▶ _STORED DATA_
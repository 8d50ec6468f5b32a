//! Integration tests for the model asset installer
//!
//! Exercises the full install flow against a real temporary storage root
//! without requiring the engine running.

use modelbench::asset::BundledAsset;
use modelbench::installer::ModelInstaller;
use modelbench::BenchError;
use std::fs;
use std::io;
use std::time::Duration;
use tempfile::TempDir;

const DUMMY_ASSET: BundledAsset = BundledAsset {
    name: "dummy_model.gguf",
    bytes: &[0, 1, 2, 3, 4, 5, 6, 7, 8, 9],
};

#[test]
fn test_first_install_copies_asset_exactly() {
    let tmp = TempDir::new().unwrap();
    let installer = ModelInstaller::new(tmp.path(), DUMMY_ASSET).unwrap();

    assert!(!installer.is_available());

    let path = installer.install().unwrap();
    assert_eq!(path, tmp.path().join("models").join("dummy_model.gguf"));
    assert!(installer.is_available());

    let written = fs::read(&path).unwrap();
    assert_eq!(written.len() as u64, DUMMY_ASSET.len());
    assert_eq!(written, DUMMY_ASSET.bytes);
}

#[test]
fn test_second_install_skips_copy_and_keeps_mtime() {
    let tmp = TempDir::new().unwrap();
    let installer = ModelInstaller::new(tmp.path(), DUMMY_ASSET).unwrap();

    let path = installer.install().unwrap();
    assert!(installer.is_available());
    let first_mtime = fs::metadata(&path).unwrap().modified().unwrap();

    // Let the clock advance past filesystem timestamp granularity so a
    // rewrite would be observable.
    std::thread::sleep(Duration::from_millis(50));

    let second_path = installer.install().unwrap();
    assert_eq!(second_path, path);

    let second_mtime = fs::metadata(&path).unwrap().modified().unwrap();
    assert_eq!(first_mtime, second_mtime, "second install must not rewrite the file");
}

#[test]
fn test_preexisting_file_short_circuits_without_reading_asset() {
    let tmp = TempDir::new().unwrap();
    let installer = ModelInstaller::new(tmp.path(), DUMMY_ASSET).unwrap();

    fs::write(installer.model_path(), b"user-provided model").unwrap();

    let path = installer.install().unwrap();
    assert_eq!(fs::read(&path).unwrap(), b"user-provided model");
}

#[test]
fn test_zero_length_file_is_retried() {
    let tmp = TempDir::new().unwrap();
    let installer = ModelInstaller::new(tmp.path(), DUMMY_ASSET).unwrap();

    fs::write(installer.model_path(), b"").unwrap();
    assert!(!installer.is_available());

    let path = installer.install().unwrap();
    assert!(installer.is_available());
    assert_eq!(fs::read(&path).unwrap(), DUMMY_ASSET.bytes);
}

#[test]
fn test_interrupted_copy_reports_failure_and_stays_unavailable() {
    /// Reader failing after a partial payload
    struct InterruptedReader {
        sent: bool,
    }

    impl io::Read for InterruptedReader {
        fn read(&mut self, buf: &mut [u8]) -> io::Result<usize> {
            if self.sent {
                return Err(io::Error::new(
                    io::ErrorKind::BrokenPipe,
                    "simulated interruption",
                ));
            }
            self.sent = true;
            // First chunk succeeds; this is smaller than the copy buffer so
            // the next read hits the failure mid-copy.
            buf[..4].copy_from_slice(&[9, 9, 9, 9]);
            Ok(4)
        }
    }

    let tmp = TempDir::new().unwrap();
    let installer = ModelInstaller::new(tmp.path(), DUMMY_ASSET).unwrap();

    let result = installer.install_from(InterruptedReader { sent: false });
    assert!(matches!(result, Err(BenchError::IoError(_))));

    // The partial file on disk must not count as an installed model.
    assert!(!installer.is_available());

    // A later install starts over and succeeds.
    let path = installer.install().unwrap();
    assert_eq!(fs::read(&path).unwrap(), DUMMY_ASSET.bytes);
}

#[test]
fn test_bundled_starter_model_installs() {
    let tmp = TempDir::new().unwrap();
    let asset = BundledAsset::starter_model();
    let installer = ModelInstaller::new(tmp.path(), asset).unwrap();

    let path = installer.install().unwrap();
    assert!(path.ends_with("models/starter.gguf"));
    assert_eq!(installer.installed_size(), Some(asset.len()));
    assert_eq!(fs::read(&path).unwrap(), asset.bytes);
}

#[test]
fn test_separate_roots_are_independent() {
    let tmp_a = TempDir::new().unwrap();
    let tmp_b = TempDir::new().unwrap();

    let a = ModelInstaller::new(tmp_a.path(), DUMMY_ASSET).unwrap();
    let b = ModelInstaller::new(tmp_b.path(), DUMMY_ASSET).unwrap();

    a.install().unwrap();
    assert!(a.is_available());
    assert!(!b.is_available());
}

▶ _PROBLEM DETAILS_
Lines with the word "modified" in them are the answer; report each one from the data.

▶ _ANSWER SPACE_
    let first_mtime = fs::metadata(&path).unwrap().modified().unwrap();
    let second_mtime = fs::metadata(&path).unwrap().modified().unwrap();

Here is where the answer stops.